【第322号】どこまで信じて待つか

1.お手本になっているか

 部下を育てていると、不安になる時が必ずある。「わかってくれているのだろうか」「成長してくれているのだろうか」など、手応えを感じられずに、部下の指導に自信を無くしてしまうのだ。返事は素直に「はい」と言ってくれている。お客様のところに同行した際も、真剣に話しを聞いている。形だけを見れば、わかっているようにも見える。しかし、大丈夫なのだろうか。上司として、手本になっているのか、見習うべきところを理解してくれているのか、それは部下の行動を見ないとわからない。しかし、四六時中一緒にいるわけにはいかない。確かめられないことも多い。
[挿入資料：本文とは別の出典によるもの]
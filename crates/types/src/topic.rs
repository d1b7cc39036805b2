//! Topic naming rules.
//!
//! - Root topics are named `"<root-source-name>.<replica-name>"`: exactly two
//!   dot-separated, non-empty segments.
//! - Self topics are operator-chosen: non-empty, no whitespace.
//! - The generation topic has the fixed name [`GENERATION_TOPIC`].

use crate::error::ValidationError;

/// Fixed name of the topic carrying generation-number rows.
pub const GENERATION_TOPIC: &str = "multipass_generation_num";

/// Longest topic name accepted by the log brokers we target.
pub const MAX_TOPIC_NAME_BYTES: usize = 249;

fn invalid(field: &str, constraint: impl Into<String>) -> ValidationError {
    ValidationError { field: field.to_string(), constraint: constraint.into() }
}

fn validate_common(field: &str, name: &str) -> Result<(), ValidationError> {
    if name.is_empty() {
        return Err(invalid(field, "must not be empty"));
    }
    if name.len() > MAX_TOPIC_NAME_BYTES {
        return Err(invalid(
            field,
            format!("length {} bytes exceeds maximum {MAX_TOPIC_NAME_BYTES} bytes", name.len()),
        ));
    }
    if let Some(pos) = name.find(char::is_whitespace) {
        return Err(invalid(field, format!("contains whitespace at byte offset {pos}")));
    }
    Ok(())
}

/// Validates a root topic name and returns its `(root_source, replica)` segments.
///
/// # Errors
///
/// Returns [`ValidationError`] unless the name has exactly two non-empty
/// dot-separated segments and no whitespace.
pub fn split_root_topic(name: &str) -> Result<(&str, &str), ValidationError> {
    validate_common("root_topic_name", name)?;
    let mut parts = name.split('.');
    match (parts.next(), parts.next(), parts.next()) {
        (Some(source), Some(replica), None) if !source.is_empty() && !replica.is_empty() => {
            Ok((source, replica))
        },
        _ => Err(invalid(
            "root_topic_name",
            format!("{name:?} must be \"<root-source-name>.<replica-name>\""),
        )),
    }
}

/// Validates a root topic name.
///
/// # Errors
///
/// See [`split_root_topic`].
pub fn validate_root_topic(name: &str) -> Result<(), ValidationError> {
    split_root_topic(name).map(|_| ())
}

/// Validates an operator-chosen self topic name.
///
/// # Errors
///
/// Returns [`ValidationError`] if the name is empty, too long or contains whitespace.
pub fn validate_self_topic(name: &str) -> Result<(), ValidationError> {
    validate_common("self_topic_name", name)
}

/// Builds the topic an authoritative source publishes to for one replica.
///
/// # Errors
///
/// Returns [`ValidationError`] if the resulting name is not a valid root topic,
/// which happens when either part is empty or contains a dot.
pub fn replica_topic(root_source: &str, replica: &str) -> Result<String, ValidationError> {
    let name = format!("{root_source}.{replica}");
    validate_root_topic(&name)?;
    Ok(name)
}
「教えたことがどこまで再現できているのだろうか」「お客様へ正しく自分の言いたいことを伝えられているだろうか」など知りたいことだらけになる。

2.いつから一人でさせるか

 そんな不安があるから、なかなか「一人で行ってこい」「一人でやってみろ」と言えないことも多い。一通り教えたはずなのに、いつまでたっても半人前扱いになってしまう。「いつかはチャンスが来るだろう」「もう少し様子をみるか」など、先送りしてしまう。確かにお客様に失礼があってはいけないし、クレームを発生させる事態になるのも困る。しかし、やらせてみないと、わかっているかどうかの前に、どこに問題があるのかさえ、わからない。上司としての自分の足りないところがあるかもしれない。教え方に問題があるかもしれない。それに気づけないのである。ある程度教えたところで、まずはやらせてみることである。

3.効率だけでは育たない

 人の成長スピードはそれぞれである。時間との戦いでもあるが、成長に加速がつくポイントまで待つ必要がある。そこを過ぎると急速に成長する。そのポイントまで耐えられずに部下本人や上司が諦めてしまうのである。同行営業や繰り返しのロールプレイングなど、時間や手間のかかることも多い。生産性だけを考えていては、成り立たない部分も多い。費用対効果ではない。投資とリターンなのである。採用や教育など、人に関することは「先行投資」となる。しかし、そのリターンは倍以上になる。リターンを得るまでは、ある意味、忍耐も必要となる。大きな果実を得られるかは、もちろん育成の中身も重要であるが、成長の加速ポイントまで待っていられるかも重要となる。部下の成長を信じて、待つことも人を育成していくうえで必要なことなのである。